Optimization guidelines
Introduction
In general, the project prefers clear, simple code over highly optimized code, except in bottlenecks.
However, optimization PRs are welcome provided they follow the guidelines below.
Note
The project doesn't automatically accept all optimization PRs, even if they improve performance.
Choosing what to optimize
Predicting which code would benefit from optimization can be difficult without using performance analysis tools.
Oftentimes code that looks slow has no impact on overall performance, and code that looks like it should be fast has a huge impact on performance. Further, reasoning about why a certain chunk of code is slow is often impossible to do without detailed metrics (e.g. from a profiler).
Instructions on using some common profilers with Godot can be found here.
As an example, you may optimize a chunk of code by caching intermediate values. However, if that code was slow due to memory constraints, caching the values and reading them later may be even slower than calculating them from scratch!
Similarly, if the code is relatively slow but is only called rarely (for instance once on level load), then there is less potential benefit to speeding it up (unless you are specifically optimizing load times).
Most optimizations involve making a tradeoff, so instead of randomly picking a part of the engine to optimize, we recommend that you use a profiler to identify bottlenecks before making any changes to ensure that your optimization will make a difference.
If an area of the engine is not appearing in a profile, no matter how inefficient the code, then a PR is unlikely to be approved and merged.
(There are some exceptions, but this is generally the pattern.)
When in doubt, look for Github issues tagged with the performance label to guide your optimization efforts.
When assessing optimization opportunities, we need to take into account:
Benefits
Is the optimization worth doing in this case?
How often is this code called?
How much of a bottleneck is it to overall performance?
Does profiling show it to be a bottleneck?
Costs
What are the downsides?
Code complexity
Code readability
Maintenance burden
Constraining future changes
Risk of regressions
Optimization process
Once you have decided what you should optimize, you should start by capturing a
baseline profile in your profiler of choice. Ensure you are running Godot's
latest master branch and that you use an optimized build of Godot, since many
things that run slowly in debug end up disappearing with optimizations enabled.
By default, Godot builds with optimizations enabled. See the Godot build docs for more information about build optimization settings.
In some cases using a synthetic benchmark is also acceptable, but remember that Godot is a game engine. The golden standard is to test the performance of real games. Benchmarks can be helpful, but they can also be misleading because it is very difficult to create benchmarks that reflect how performant the code will be in an actual game.

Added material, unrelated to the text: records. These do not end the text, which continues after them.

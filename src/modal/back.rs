//! Back-press debouncing for modal dismissal.
//!
//! Remotes repeat Back aggressively, and closing a nested modal delivers a
//! trailing Back to the parent on some front ends. The guard answers one
//! question - "should this Back close the modal right now?" - using two
//! windows measured at event time:
//!
//! * a plain debounce window between accepted Backs
//! * a suppression window after a child modal closed, so the parent does
//!   not swallow the child's trailing Back and close itself

use std::time::{Duration, Instant};
use tracing::trace;

#[derive(Debug)]
pub struct BackGuard {
    debounce: Duration,
    child_window: Duration,
    last_back: Option<Instant>,
    last_child_back: Option<Instant>,
}

impl BackGuard {
    pub fn new(debounce: Duration, child_window: Duration) -> Self {
        Self {
            debounce,
            child_window,
            last_back: None,
            last_child_back: None,
        }
    }

    /// Decide whether a Back press at `now` may dismiss this modal. An
    /// allowed press is recorded so the next one debounces against it;
    /// a suppressed press records nothing.
    pub fn allow(&mut self, now: Instant) -> bool {
        if let Some(child) = self.last_child_back {
            if now.duration_since(child) < self.child_window {
                trace!("back suppressed: child modal closed recently");
                return false;
            }
        }
        if let Some(last) = self.last_back {
            if now.duration_since(last) < self.debounce {
                trace!("back suppressed: within debounce window");
                return false;
            }
        }
        self.last_back = Some(now);
        true
    }

    /// Record that a child modal just closed via Back.
    pub fn note_child_back(&mut self, now: Instant) {
        self.last_child_back = Some(now);
    }
}

#[cfg(test)]
mod tests {
    use super::*;

    fn guard() -> BackGuard {
        BackGuard::new(Duration::from_millis(500), Duration::from_millis(600))
    }

    #[test]
    fn test_first_back_is_allowed() {
        let mut g = guard();
        assert!(g.allow(Instant::now()));
    }

    #[test]
    fn test_rapid_repeat_is_debounced() {
        let mut g = guard();
        let t0 = Instant::now();
        assert!(g.allow(t0));
        assert!(!g.allow(t0 + Duration::from_millis(200)));
        assert!(g.allow(t0 + Duration::from_millis(700)));
    }

    #[test]
    fn test_suppressed_press_does_not_extend_window() {
        let mut g = guard();
        let t0 = Instant::now();
        assert!(g.allow(t0));
        assert!(!g.allow(t0 + Duration::from_millis(400)));
        // 501ms after the accepted press, not after the suppressed one.
        assert!(g.allow(t0 + Duration::from_millis(501)));
    }

    #[test]
    fn test_child_close_suppresses_trailing_back() {
        let mut g = guard();
        let t0 = Instant::now();
        g.note_child_back(t0);
        assert!(!g.allow(t0 + Duration::from_millis(100)));
        assert!(!g.allow(t0 + Duration::from_millis(599)));
        assert!(g.allow(t0 + Duration::from_millis(600)));
    }

    #[test]
    fn test_child_window_checked_before_debounce() {
        let mut g = guard();
        let t0 = Instant::now();
        assert!(g.allow(t0));
        g.note_child_back(t0 + Duration::from_millis(800));
        // Past the debounce window but inside the child window.
        assert!(!g.allow(t0 + Duration::from_millis(900)));
    }
}
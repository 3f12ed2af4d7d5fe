use clap::Parser;

/// Reel-Control: D-pad driven media browser for the terminal
#[derive(Parser, Debug, Clone)]
#[command(name = "reel-control")]
#[command(version)]
#[command(about = "D-pad driven media browse and request UI", long_about = None)]
pub struct Cli {
    /// Log level (trace, debug, info, warn, error)
    #[arg(long, env = "REEL_LOG", default_value = "info")]
    pub log_level: String,

    /// Grid columns, overriding the config file
    #[arg(long, value_name = "N")]
    pub columns: Option<usize>,

    /// Use this config directory instead of the platform default
    #[arg(long, value_name = "DIR")]
    pub config_dir: Option<std::path::PathBuf>,

    /// Disable the config file watcher
    #[arg(long, default_value_t = false)]
    pub no_watch_config: bool,

    /// Write default config files and exit
    #[arg(long, default_value_t = false)]
    pub write_config: bool,
}

impl Cli {
    pub fn parse_args() -> Self {
        Self::parse()
    }
}

#[cfg(test)]
mod tests {
    use super::*;

    #[test]
    fn test_cli_defaults() {
        let cli = Cli::parse_from(["reel-control"]);
        assert_eq!(cli.log_level, "info");
        assert!(cli.columns.is_none());
        assert!(cli.config_dir.is_none());
        assert!(!cli.no_watch_config);
        assert!(!cli.write_config);
    }

    #[test]
    fn test_columns_flag() {
        let cli = Cli::parse_from(["reel-control", "--columns", "8"]);
        assert_eq!(cli.columns, Some(8));
    }

    #[test]
    fn test_no_watch_config_flag() {
        let cli = Cli::parse_from(["reel-control", "--no-watch-config"]);
        assert!(cli.no_watch_config);
    }
}
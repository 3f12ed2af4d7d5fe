// Event loop - main run() method and channel polling

use std::sync::atomic::Ordering;
use std::time::{Duration, Instant};

use crossterm::event;

use super::App;
use crate::action::Action;
use crate::config::ConfigEvent;
use crate::error::{ReelError, Result};

impl App {
    /// Drain data-loader pages from the background channel. Returns true
    /// if any events were processed.
    pub(super) fn poll_data_events(&mut self) -> Result<bool> {
        let mut events = Vec::new();
        while let Ok(event) = self.data_rx.try_recv() {
            events.push(event);
        }
        if events.is_empty() {
            return Ok(false);
        }
        for event in events {
            self.dispatch(Action::Data(event))?;
        }
        Ok(true)
    }

    /// Drain focus watchdog pings.
    pub(super) fn poll_ping_events(&mut self) -> Result<bool> {
        let mut pings = Vec::new();
        while let Ok(ping) = self.ping_rx.try_recv() {
            pings.push(ping);
        }
        if pings.is_empty() {
            return Ok(false);
        }
        for ping in pings {
            self.dispatch(Action::Ping(ping))?;
        }
        Ok(true)
    }

    pub fn run(&mut self) -> Result<()> {
        loop {
            // ---- 1. Poll non-input sources ----

            if self.poll_data_events()? {
                self.mark_dirty();
            }

            if self.poll_ping_events()? {
                self.mark_dirty();
            }

            // Tick (drives debounce, countdowns, toast expiry)
            let tick_interval = Duration::from_millis(self.config().general.tick_interval_ms);
            if self.last_tick.elapsed() >= tick_interval {
                self.dispatch(Action::Tick)?;
                self.last_tick = Instant::now();
            }

            // Poll config watcher for file changes
            let config_events: Vec<_> = if let Some(ref mut watcher) = self.config_watcher {
                watcher.poll_events()
            } else {
                Vec::new()
            };

            for event in config_events {
                match event {
                    ConfigEvent::Changed(path) => {
                        self.dispatch(Action::ConfigChanged(path))?;
                        self.mark_dirty();
                    }
                    ConfigEvent::Error(msg) => {
                        tracing::warn!("Config watcher error: {}", msg);
                    }
                }
            }

            // Focus observers may have fired from any of the above.
            if self.focus_dirty.swap(false, Ordering::Relaxed) {
                self.mark_dirty();
            }

            if self.should_quit {
                break;
            }

            // ---- 2. Poll user input ----

            if event::poll(Duration::from_millis(16))
                .map_err(|e| ReelError::Terminal(e.to_string()))?
            {
                let event = event::read().map_err(|e| ReelError::Terminal(e.to_string()))?;

                // Any user input implies we want to give UI feedback
                self.mark_dirty();

                if let Some(action) = self.handle_event(event) {
                    self.dispatch(action)?;
                }
            }

            if self.should_quit {
                break;
            }

            // ---- 3. Draw once if anything changed ----

            if self.needs_redraw {
                self.draw()?;
                self.needs_redraw = false;
            }
        }

        Ok(())
    }
}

Once you have your baseline profile/benchmark, make your changes and rebuild the engine with the exact same build settings you used before. Then profile again and compare the results.
Note
Results will fluctuate, so you'll need to make your test project or benchmark intensive enough to isolate the code you're trying to optimize (ideally, go for at least 2 seconds of real-life runtime). Additionally, you should run the test multiple times, and observe how much the results fluctuate. Fluctuations of up to 10% are common and expected. The fastest run is usually the most accurate number.
Pull request requirements
When making an optimization PR you should:
Explain why you chose to optimize this code (e.g. include the profiling result, link the issue report, etc.).
Show that you improved the code either by profiling again, or running systematic benchmarks.
Test on multiple platforms where appropriate, especially mobile.
When micro-optimizing, show assembly before / after where appropriate.
In particular, you should be aware that for micro-optimizations, C++ compilers will often be aware of basic tricks and will already perform them in optimized builds. This is why showing before / after assembly can be important in these cases. (godbolt can be particularly useful for this purpose.)
The most important point to get across in your PR is to highlight the source of the performance issues, and have a clear explanation for how your PR fixes that performance issue. Your profiling/benchmarking results are proof that your optimization was successful.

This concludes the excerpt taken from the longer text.